"Tricks of the Carpet Trade," in the Floorcovering Installation & Maintenance Tips forum, begins: "Thanks for the compliments. In reading past posts one caught my eye-stretching in around a toilet. What I do. I ..."
Thanks for the compliments. In reading past posts one caught my eye-stretching in around a toilet. What I do. I use spray glue and glue pad to floor and carpet to pad. Never bubbles and it is totally flat.
Also wrking this past week with a friend I did something that caught their eye. We were taking up some attched cushin that wasn't stuck all that well but to expedite matters and make it easier We pulled back about 2ftx6t wide for a starter,cut 2 slits slip in a stretcher tube and now you have more leverage.
Location: I live in a nondescript hamlet in Canada.
Posts: 82
Re: tricks of the trade
When doing installation seminars I've been asked how I keep patch to a minimum at elevator walk-offs, you know, where quarry tile, marble, ceramic tile are met by carpet. The following diagram should expain how an installer can reduce from the tile to the concrete in a smooth transition without using more than 1/8th of an inch of patch.
Location: I live in a nondescript hamlet in Canada.
Posts: 82
Re: tricks of the trade
Here is another trick for insuring your flooring is flush and neetly fitted to floor fixtures.
Most installers have a broad knife they can afford to cut a 1/8 corner out of. Too, as a trowel becomes worn, one can cut a small corner out of it to achieve the same thing they did the with the putty knife.
In the second image is an innovation used to adjust to various thicknesses of material and floor fixtures. I made a working prototype many years back. The blue material is the flooring, the black thing on the innovation is simply a thumbscrew. The trowel does exactly what the putty knife does except it has the ability to be adjusted to many different thicknesses.
Simply butt the trowel to the material you wish to fit, slide clip down to material and tighten. If the trowel were to be used in diagram #1 it could result in speeding up the patching process.

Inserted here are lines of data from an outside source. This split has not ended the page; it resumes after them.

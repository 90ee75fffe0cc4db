//! Filesystem and process side of engine invocation.

pub mod backend;
pub mod config_file;
pub mod locator;
pub mod process;
pub mod runtime;
pub mod scratch;
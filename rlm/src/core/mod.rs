//! Pure logic with no filesystem or process access.

pub mod command;
pub mod config;
pub mod output;
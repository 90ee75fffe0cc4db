//! Orchestration for a single engine query.

use std::fs;
use std::path::{Path, PathBuf};
use std::time::Duration;

use serde_json::Value;
use tracing::{debug, info, instrument};

use crate::core::config::ConfigOverrides;
use crate::core::output::interpret_output;
use crate::error::{Error, Result};
use crate::io::backend::{ComputeBackend, DenoBackend, EngineExit, EngineRequest};
use crate::io::config_file::write_merged_config;
use crate::io::locator::{EngineLocator, InstallLayout};
use crate::io::runtime::RuntimeInvocation;
use crate::io::scratch::Scratch;

/// Directory under the caller's working directory that receives engine logs.
pub const LOG_DIR_NAME: &str = "logs";

/// One query to run through the engine.
#[derive(Debug, Clone, PartialEq)]
pub struct RlmRequest {
    /// Question or context, delivered on stdin.
    pub query: String,
    /// Log filename prefix.
    pub prefix: Option<String>,
    /// Overrides merged over the bundled defaults. `None` leaves the engine
    /// to read its own defaults and passes no config file.
    pub config: Option<ConfigOverrides>,
    /// Stream engine stdout/stderr to the terminal instead of capturing them.
    pub verbose: bool,
    /// Kill the engine after this long. Unset by default.
    pub timeout: Option<Duration>,
}

impl RlmRequest {
    pub fn new(query: impl Into<String>) -> Self {
        Self {
            query: query.into(),
            prefix: None,
            config: None,
            verbose: true,
            timeout: None,
        }
    }

    pub fn with_prefix(mut self, prefix: impl Into<String>) -> Self {
        self.prefix = Some(prefix.into());
        self
    }

    pub fn with_config(mut self, config: impl Into<ConfigOverrides>) -> Self {
        self.config = Some(config.into());
        self
    }

    pub fn with_verbose(mut self, verbose: bool) -> Self {
        self.verbose = verbose;
        self
    }

    pub fn with_timeout(mut self, timeout: Duration) -> Self {
        self.timeout = Some(timeout);
        self
    }
}

/// Engine client: a locator for the engine directory plus a backend to run it.
#[derive(Debug, Clone)]
pub struct Rlm<L, B> {
    locator: L,
    backend: B,
    log_dir: PathBuf,
    scratch_root: PathBuf,
}

impl<L: EngineLocator, B: ComputeBackend> Rlm<L, B> {
    /// Logs go to `<cwd>/logs`; transient files go under the system temp dir.
    pub fn new(locator: L, backend: B) -> Result<Self> {
        let cwd = std::env::current_dir().map_err(|err| Error::io("resolve current dir", err))?;
        Ok(Self {
            locator,
            backend,
            log_dir: cwd.join(LOG_DIR_NAME),
            scratch_root: std::env::temp_dir(),
        })
    }

    pub fn with_log_dir(mut self, log_dir: impl Into<PathBuf>) -> Self {
        self.log_dir = log_dir.into();
        self
    }

    /// Parent directory for per-invocation scratch directories.
    pub fn with_scratch_root(mut self, scratch_root: impl Into<PathBuf>) -> Self {
        self.scratch_root = scratch_root.into();
        self
    }

    /// Run one query and return the engine's output document.
    ///
    /// The engine directory is resolved before anything is written. All
    /// transient files are removed before this returns, whatever the outcome.
    #[instrument(skip_all, fields(prefix = request.prefix.as_deref(), has_config = request.config.is_some()))]
    pub fn run(&self, request: &RlmRequest) -> Result<Value> {
        let engine_dir = self.locator.locate()?;
        info!(engine_dir = %engine_dir.display(), "running query");

        let scratch = Scratch::create(&self.scratch_root)?;
        let outcome = self.run_in(&scratch, &engine_dir, request);
        scratch.close();
        outcome
    }

    fn run_in(&self, scratch: &Scratch, engine_dir: &Path, request: &RlmRequest) -> Result<Value> {
        let config_path = match &request.config {
            Some(overrides) => {
                let path = scratch.config_path();
                write_merged_config(engine_dir, overrides, &path)?;
                Some(path)
            }
            None => None,
        };

        let engine_request = EngineRequest {
            engine_dir: engine_dir.to_path_buf(),
            query: request.query.clone(),
            output_path: scratch.output_path(),
            config_path,
            log_dir: self.log_dir.clone(),
            prefix: request.prefix.clone(),
            verbose: request.verbose,
            timeout: request.timeout,
        };

        let exit = self.backend.invoke(&engine_request)?;
        collect_output(&engine_request, exit)
    }
}

/// Read and interpret the output file once the engine has exited.
fn collect_output(request: &EngineRequest, exit: EngineExit) -> Result<Value> {
    if exit.timed_out {
        return Err(Error::TimedOut {
            timeout: request.timeout.unwrap_or_default(),
        });
    }
    if !request.output_path.exists() {
        return Err(Error::EngineFailure {
            exit_code: exit.exit_code,
            stderr: exit.stderr,
        });
    }

    let contents = fs::read_to_string(&request.output_path).map_err(|err| {
        Error::io(
            format!("read engine output {}", request.output_path.display()),
            err,
        )
    })?;
    let document: Value = serde_json::from_str(&contents).map_err(|err| {
        Error::json(
            format!("parse engine output {}", request.output_path.display()),
            err,
        )
    })?;
    debug!(exit_code = ?exit.exit_code, "engine output parsed");
    interpret_output(document)
}

/// Run a query with the installed engine and the `deno` found on `PATH`.
///
/// The runtime is resolved first, so a missing `deno` fails before any file
/// is written.
pub fn run(request: &RlmRequest) -> Result<Value> {
    run_with(
        request,
        RuntimeInvocation::discover(),
        InstallLayout::from_current_exe,
        std::env::temp_dir(),
    )
}

fn run_with<L: EngineLocator>(
    request: &RlmRequest,
    runtime: Result<RuntimeInvocation>,
    locator: impl FnOnce() -> Result<L>,
    scratch_root: PathBuf,
) -> Result<Value> {
    let backend = DenoBackend::new(runtime?);
    Rlm::new(locator()?, backend)?
        .with_scratch_root(scratch_root)
        .run(request)
}

#[cfg(test)]
mod tests {
    use super::*;
    use crate::io::locator::FixedEngineDir;
    use crate::test_support::{CannedBackend, EngineFixture, scratch_entries};
    use serde_json::json;

    fn client(fixture: &EngineFixture, backend: CannedBackend) -> Rlm<FixedEngineDir, CannedBackend> {
        Rlm::new(fixture.locator(), backend)
            .expect("client")
            .with_log_dir(fixture.root().join("logs"))
            .with_scratch_root(fixture.scratch_root())
    }

    #[test]
    fn successful_run_returns_document_and_cleans_up() {
        let fixture = EngineFixture::new(None).expect("fixture");
        let doc = json!({"results": [1, 2], "usage": {"calls": 3}});
        let rlm = client(&fixture, CannedBackend::writing(doc.clone()));

        let got = rlm
            .run(&RlmRequest::new("q").with_config(crate::core::config::RlmConfig::default()))
            .expect("run");

        assert_eq!(got, doc);
        assert_eq!(scratch_entries(&fixture), 0);
    }

    #[test]
    fn no_config_means_no_config_file() {
        let fixture = EngineFixture::new(Some("max_depth: 4\n")).expect("fixture");
        let backend = CannedBackend::writing(json!({"results": [], "usage": {}}));
        let rlm = client(&fixture, backend);

        rlm.run(&RlmRequest::new("q")).expect("run");

        let seen = rlm.backend.requests();
        assert_eq!(seen.len(), 1);
        assert_eq!(seen[0].config_path, None);
        assert_eq!(rlm.backend.configs_seen(), vec![None]);
    }

    #[test]
    fn timed_out_engine_is_reported_even_with_output() {
        let fixture = EngineFixture::new(None).expect("fixture");
        let backend = CannedBackend::writing(json!({"results": []})).timing_out();
        let rlm = client(&fixture, backend);

        let err = rlm
            .run(&RlmRequest::new("q").with_timeout(Duration::from_secs(2)))
            .unwrap_err();

        assert!(matches!(err, Error::TimedOut { timeout } if timeout == Duration::from_secs(2)));
        assert_eq!(scratch_entries(&fixture), 0);
    }

    #[test]
    fn missing_runtime_fails_before_locating_or_writing() {
        use crate::io::runtime::Platform;
        use std::cell::Cell;

        let fixture = EngineFixture::new(Some("max_depth: 4\n")).expect("fixture");
        let empty_bin = fixture.root().join("empty-bin");
        fs::create_dir_all(&empty_bin).expect("empty bin");
        let located = Cell::new(false);

        let err = run_with(
            &RlmRequest::new("q").with_config(crate::core::config::RlmConfig::default()),
            RuntimeInvocation::discover_in(
                empty_bin.as_os_str(),
                Platform::current(),
                None,
                None,
            ),
            || {
                located.set(true);
                Ok(fixture.locator())
            },
            fixture.scratch_root(),
        )
        .unwrap_err();

        assert!(matches!(err, Error::MissingDependency { ref program } if program == "deno"));
        assert!(!located.get());
        assert_eq!(scratch_entries(&fixture), 0);
    }

    #[test]
    fn request_builder_defaults_stream_output_without_timeout() {
        let request = RlmRequest::new("q");
        assert!(request.verbose);
        assert!(request.prefix.is_none());
        assert!(request.config.is_none());
        assert!(request.timeout.is_none());
    }
}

Has anyone else tried using a hot air gun instead of a heatbond iron to do joins??
I find it works really well for those small patches or hard to get at joins and the leister welding gun is even better because it has a long narrow spout which gives you accurate delivery of heat.
Did a job recently that had dark cherry baseboard. Consumer was very concerned about scuffing from the secondary backing. I learned this trick from another installer jus acouple of years ago. Spray a rag with WD-40 and wipe down the baseboard. No Scuffs. I have not yet tried it but silicone might also work and it is not oily like WD.

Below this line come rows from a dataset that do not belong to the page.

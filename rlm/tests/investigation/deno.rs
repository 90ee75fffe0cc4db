//! Investigation tests for the real `deno run src/subagents.ts` engine.
//!
//! # Prerequisites
//!
//! - Deno installed (`curl -fsSL https://deno.land/install.sh | sh`)
//! - An engine checkout containing `deno.json`, pointed to by `RLM_ENGINE_DIR`
//! - Model API credentials configured for the engine
//!
//! # Running
//!
//! ```bash
//! RLM_ENGINE_DIR=../fast-rlm cargo test --test investigation -- --ignored
//! ```

use std::path::PathBuf;
use std::process::Command;
use std::time::Duration;

use rlm::io::backend::DenoBackend;
use rlm::io::locator::FixedEngineDir;
use rlm::{Rlm, RlmConfig, RlmRequest};

/// Generous bound for a small query (LLM latency dominates).
const ENGINE_TIMEOUT: Duration = Duration::from_secs(300);

fn engine_dir() -> PathBuf {
    PathBuf::from(std::env::var_os("RLM_ENGINE_DIR").expect("set RLM_ENGINE_DIR"))
}

/// Verifies that the Deno runtime resolves and runs.
#[test]
#[ignore]
fn deno_available() {
    let backend = DenoBackend::discover().expect("deno on PATH");
    let output = Command::new(backend.runtime().program())
        .args(backend.runtime().leading_args())
        .arg("--version")
        .output()
        .expect("run deno --version");

    assert!(
        output.status.success(),
        "deno --version failed: {}",
        String::from_utf8_lossy(&output.stderr)
    );
    println!("{}", String::from_utf8_lossy(&output.stdout).trim());
}

/// Runs a trivial query end to end and checks the documented output shape.
#[test]
#[ignore]
fn small_query_returns_results_and_usage() {
    let backend = DenoBackend::discover().expect("deno on PATH");
    let temp = tempfile::tempdir().expect("tempdir");
    let rlm = Rlm::new(FixedEngineDir(engine_dir()), backend)
        .expect("client")
        .with_log_dir(temp.path().join("logs"));
    let config = RlmConfig {
        max_depth: 1,
        max_money_spent: 0.05,
        ..RlmConfig::default()
    };

    let result = rlm
        .run(
            &RlmRequest::new("What is 2 + 2? Answer with a single number.")
                .with_prefix("investigation")
                .with_config(config)
                .with_verbose(false)
                .with_timeout(ENGINE_TIMEOUT),
        )
        .expect("run");

    assert!(result.get("results").is_some(), "missing results: {result}");
    assert!(result.get("usage").is_some(), "missing usage: {result}");
}
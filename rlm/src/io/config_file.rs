//! Bundled default config (`rlm_config.yaml`) and merged config files.

use std::fs;
use std::path::Path;

use serde_yaml::{Mapping, Value};
use tracing::{debug, instrument};

use crate::core::config::{ConfigOverrides, RlmConfig, merge_config};
use crate::error::{Error, Result};
use crate::io::locator::EngineLocator;

/// Default config file shipped in the engine directory.
pub const DEFAULT_CONFIG_FILE: &str = "rlm_config.yaml";

/// Load a YAML mapping. A missing file or empty document is an empty mapping.
pub fn load_config_mapping(path: &Path) -> Result<Mapping> {
    if !path.exists() {
        debug!(path = %path.display(), "config file missing, using empty mapping");
        return Ok(Mapping::new());
    }
    let contents = fs::read_to_string(path)
        .map_err(|err| Error::io(format!("read {}", path.display()), err))?;
    if contents.trim().is_empty() {
        return Ok(Mapping::new());
    }
    let value: Value = serde_yaml::from_str(&contents)
        .map_err(|err| Error::yaml(format!("parse {}", path.display()), err))?;
    match value {
        Value::Null => Ok(Mapping::new()),
        Value::Mapping(mapping) => Ok(mapping),
        _ => Err(Error::Config(format!(
            "{} must contain a mapping of config keys",
            path.display()
        ))),
    }
}

/// Merge `overrides` over the engine's bundled defaults and write the result to `dest`.
///
/// A missing default file is an empty base; hard-coded defaults are not
/// substituted here.
#[instrument(skip_all, fields(dest = %dest.display()))]
pub fn write_merged_config(
    engine_dir: &Path,
    overrides: &ConfigOverrides,
    dest: &Path,
) -> Result<()> {
    let overrides = overrides.to_mapping()?;
    let defaults = load_config_mapping(&engine_dir.join(DEFAULT_CONFIG_FILE))?;
    let merged = merge_config(&defaults, &overrides);
    debug!(
        default_keys = defaults.len(),
        override_keys = overrides.len(),
        merged_keys = merged.len(),
        "merged config"
    );

    let buf = serde_yaml::to_string(&merged).map_err(|err| Error::yaml("serialize config", err))?;
    fs::write(dest, buf).map_err(|err| Error::io(format!("write {}", dest.display()), err))
}

/// Effective defaults for inspection.
///
/// Best-effort: any failure (engine not found, unreadable or malformed file,
/// wrongly typed keys) falls back to [`RlmConfig::default`]. The invocation
/// path does not use this.
pub fn load_default_config<L: EngineLocator>(locator: &L) -> RlmConfig {
    match try_load_default_config(locator) {
        Ok(cfg) => cfg,
        Err(err) => {
            debug!(err = %err, "falling back to built-in config defaults");
            RlmConfig::default()
        }
    }
}

fn try_load_default_config<L: EngineLocator>(locator: &L) -> Result<RlmConfig> {
    let engine_dir = locator.locate()?;
    let mapping = load_config_mapping(&engine_dir.join(DEFAULT_CONFIG_FILE))?;
    RlmConfig::from_mapping(&mapping)
}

Replacing metal is sometimes a pain because it's difficult to unclamp the metal without damaging the carpet edge, especially with a low profile looped carpet. I did this one today.......... customer wanted new metal to match the new cabinet hardware..... out goes the gold, in comes the silver............... Don't ask me to esplain the wierd curve........ I just did what I was asked to do.

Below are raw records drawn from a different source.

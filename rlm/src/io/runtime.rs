//! Runtime executable lookup and invocation prefix.
//!
//! On Windows, package managers commonly expose `deno` as a `.cmd` shim.
//! `CreateProcess` cannot start those directly, so they are routed through the
//! command interpreter instead.
//!
//! Arguments after `cmd /C` are parsed by the shell, and std's batch-file
//! escaping does not apply because `cmd.exe` is the program. Rather than
//! escaping for cmd, arguments containing shell metacharacters are refused
//! for shell-routed runtimes. A user name or temp dir containing `&` or `%`
//! therefore cannot run a shim-installed runtime.

use std::env;
use std::ffi::{OsStr, OsString};
use std::path::{Path, PathBuf};

use tracing::debug;

use crate::error::{Error, Result};

/// Name of the runtime executable.
pub const RUNTIME_PROGRAM: &str = "deno";

const DEFAULT_PATHEXT: &str = ".COM;.EXE;.BAT;.CMD";

/// Characters `cmd.exe` interprets outside of (or despite) double quotes.
const SHELL_METACHARS: &[char] = &['&', '|', '<', '>', '^', '%', '!', '"', '\r', '\n'];

/// Operating-system family that decides lookup and launch rules.
#[derive(Debug, Clone, Copy, PartialEq, Eq)]
pub enum Platform {
    Unix,
    Windows,
}

impl Platform {
    pub fn current() -> Self {
        if cfg!(windows) {
            Self::Windows
        } else {
            Self::Unix
        }
    }
}

/// Program plus leading arguments used to start the runtime.
#[derive(Debug, Clone, PartialEq, Eq)]
pub struct RuntimeInvocation {
    prefix: Vec<OsString>,
    via_shell: bool,
}

impl RuntimeInvocation {
    /// Use an explicit prefix, started directly. Returns `None` for an empty
    /// prefix.
    pub fn new(prefix: Vec<OsString>) -> Option<Self> {
        if prefix.is_empty() {
            return None;
        }
        Some(Self {
            prefix,
            via_shell: false,
        })
    }

    /// Invocation for a runtime already resolved to `resolved`.
    pub fn from_resolved(resolved: &Path, platform: Platform, comspec: Option<OsString>) -> Self {
        Self {
            prefix: invocation_prefix(resolved, platform, comspec),
            via_shell: platform == Platform::Windows && is_shell_shim(resolved),
        }
    }

    /// Resolve `deno` on the current `PATH`.
    pub fn discover() -> Result<Self> {
        let platform = Platform::current();
        let search_path = env::var_os("PATH").unwrap_or_default();
        let pathext = env::var_os("PATHEXT");
        let comspec = env::var_os("COMSPEC");
        Self::discover_in(&search_path, platform, pathext.as_deref(), comspec)
    }

    /// Resolve `deno` on an explicit search path.
    pub fn discover_in(
        search_path: &OsStr,
        platform: Platform,
        pathext: Option<&OsStr>,
        comspec: Option<OsString>,
    ) -> Result<Self> {
        let resolved = find_executable(RUNTIME_PROGRAM, search_path, platform, pathext)
            .ok_or_else(|| Error::MissingDependency {
                program: RUNTIME_PROGRAM.to_string(),
            })?;
        debug!(path = %resolved.display(), "resolved runtime");
        Ok(Self::from_resolved(&resolved, platform, comspec))
    }

    pub fn program(&self) -> &OsStr {
        &self.prefix[0]
    }

    /// Arguments that precede the engine arguments.
    pub fn leading_args(&self) -> &[OsString] {
        &self.prefix[1..]
    }

    /// Whether arguments pass through the command shell's parser.
    pub fn routes_through_shell(&self) -> bool {
        self.via_shell
    }

    /// Refuse arguments the command shell would interpret. A no-op for
    /// runtimes started directly.
    pub fn check_args<S: AsRef<OsStr>>(&self, args: &[S]) -> Result<()> {
        if !self.via_shell {
            return Ok(());
        }
        for arg in args {
            let text = arg.as_ref().to_string_lossy();
            if let Some(ch) = text.chars().find(|ch| SHELL_METACHARS.contains(ch)) {
                return Err(Error::Config(format!(
                    "argument `{}` contains {ch:?}, which the command shell running \
                     the {RUNTIME_PROGRAM} shim would interpret",
                    text.escape_debug()
                )));
            }
        }
        Ok(())
    }
}

/// Find `name` in the directories of `search_path`.
///
/// On Windows each `PATHEXT` extension is tried in order after the bare name.
pub fn find_executable(
    name: &str,
    search_path: &OsStr,
    platform: Platform,
    pathext: Option<&OsStr>,
) -> Option<PathBuf> {
    let extensions: Vec<String> = match platform {
        Platform::Unix => Vec::new(),
        Platform::Windows => pathext
            .map(|ext| ext.to_string_lossy().into_owned())
            .unwrap_or_else(|| DEFAULT_PATHEXT.to_string())
            .split(';')
            .map(str::trim)
            .filter(|ext| !ext.is_empty())
            .map(str::to_string)
            .collect(),
    };

    for dir in env::split_paths(search_path) {
        if dir.as_os_str().is_empty() {
            continue;
        }
        if platform == Platform::Unix || Path::new(name).extension().is_some() {
            let candidate = dir.join(name);
            if is_executable(&candidate, platform) {
                return Some(candidate);
            }
        }
        for ext in &extensions {
            let candidate = dir.join(format!("{name}{}", ext.to_ascii_lowercase()));
            if is_executable(&candidate, platform) {
                return Some(candidate);
            }
            let candidate = dir.join(format!("{name}{ext}"));
            if is_executable(&candidate, platform) {
                return Some(candidate);
            }
        }
    }
    None
}

/// Build the launch prefix for a resolved runtime path.
pub fn invocation_prefix(
    resolved: &Path,
    platform: Platform,
    comspec: Option<OsString>,
) -> Vec<OsString> {
    if platform == Platform::Windows && is_shell_shim(resolved) {
        let shell = comspec.unwrap_or_else(|| OsString::from("cmd.exe"));
        debug!(shim = %resolved.display(), "routing runtime shim through command shell");
        return vec![shell, OsString::from("/C"), resolved.as_os_str().to_owned()];
    }
    vec![resolved.as_os_str().to_owned()]
}

fn is_shell_shim(path: &Path) -> bool {
    path.extension()
        .and_then(OsStr::to_str)
        .is_some_and(|ext| ext.eq_ignore_ascii_case("cmd") || ext.eq_ignore_ascii_case("bat"))
}

fn is_executable(path: &Path, platform: Platform) -> bool {
    let Ok(meta) = path.metadata() else {
        return false;
    };
    if !meta.is_file() {
        return false;
    }
    match platform {
        Platform::Windows => true,
        Platform::Unix => has_exec_bit(&meta),
    }
}

#[cfg(unix)]
fn has_exec_bit(meta: &std::fs::Metadata) -> bool {
    use std::os::unix::fs::PermissionsExt;
    meta.permissions().mode() & 0o111 != 0
}

#[cfg(not(unix))]
fn has_exec_bit(_meta: &std::fs::Metadata) -> bool {
    true
}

After 30 years, a light bulb came on.
Lay a screwdriver on the carpet and punch it slightly through the metal............ then lift....... carefully! If you don't go too far through the metal, it will not hit the vinyl, so be careful.
The finished photo look like the carpet is stretched unevenly.......... It's not.......... my camera sometimes does weird things to anything that has lines or rows....... especially carpet backings.
Jeez, lookit the knuckles on that guy. I usually use a standard pry bar and lift the edge all along the carpet and then pull the carpet out to remove the metal. If I have to pry up the metal from the vinyl side, I lay a broad knife down (or any flat solid object) and pry against that so as not to damage the vinyl.
Yeah. He got them gorilla knuckles like that Tony Lamar guy.
Once I get a small spot of the metal turned up, I open a pair of vicegrips slightly, and open the rest like a can opener.
Yeah. He got them gorilla knuckles like that Tony Lamar guy.
Once I get a small spot of the metal turned up, I open a pair of vicegrips slightly, and open the rest like a can opener.
I have done that before with well walked on , or el cheapo metal............... open up one end by wiggling the metal back and forthe, then snap on the vice grips and pull slow and hard............... peels the top face clean off...... sometimes.
Try it some time Jim........... this screwdriver thingy works real good with the right sized screw driver... smack and lift, smack and lift, smack and lift.............etc, etc.............. take a close look at the screwdriver I used, the longer the blade the better........ works real good.
i lift the lip of the metal up with a molding lifter , gently lift out the cpt , then remove the metal from the cpt side with the molding lifter ..
Ezzac'ly how I do it, I just call it a small pry bar insteada a molding lifter. Most of my screw drivers are those 6-in-1 screw drivers (or cordless) with the small tips. But after seeing the pictures I might just get me a long tipped flat screw driver and give it a try. So many times the metal cavity is filled with sand and dirt that it's really difficult to get the pry bar in there and bend the metal up with any kind of rhythm. Or maybe I should just grind down a ruined wood chisel that's about 4 or 5 times as wide as a screw driver tip.
Why am I thinking about work at almost 3 in the morning -- on a Saturday morning at that?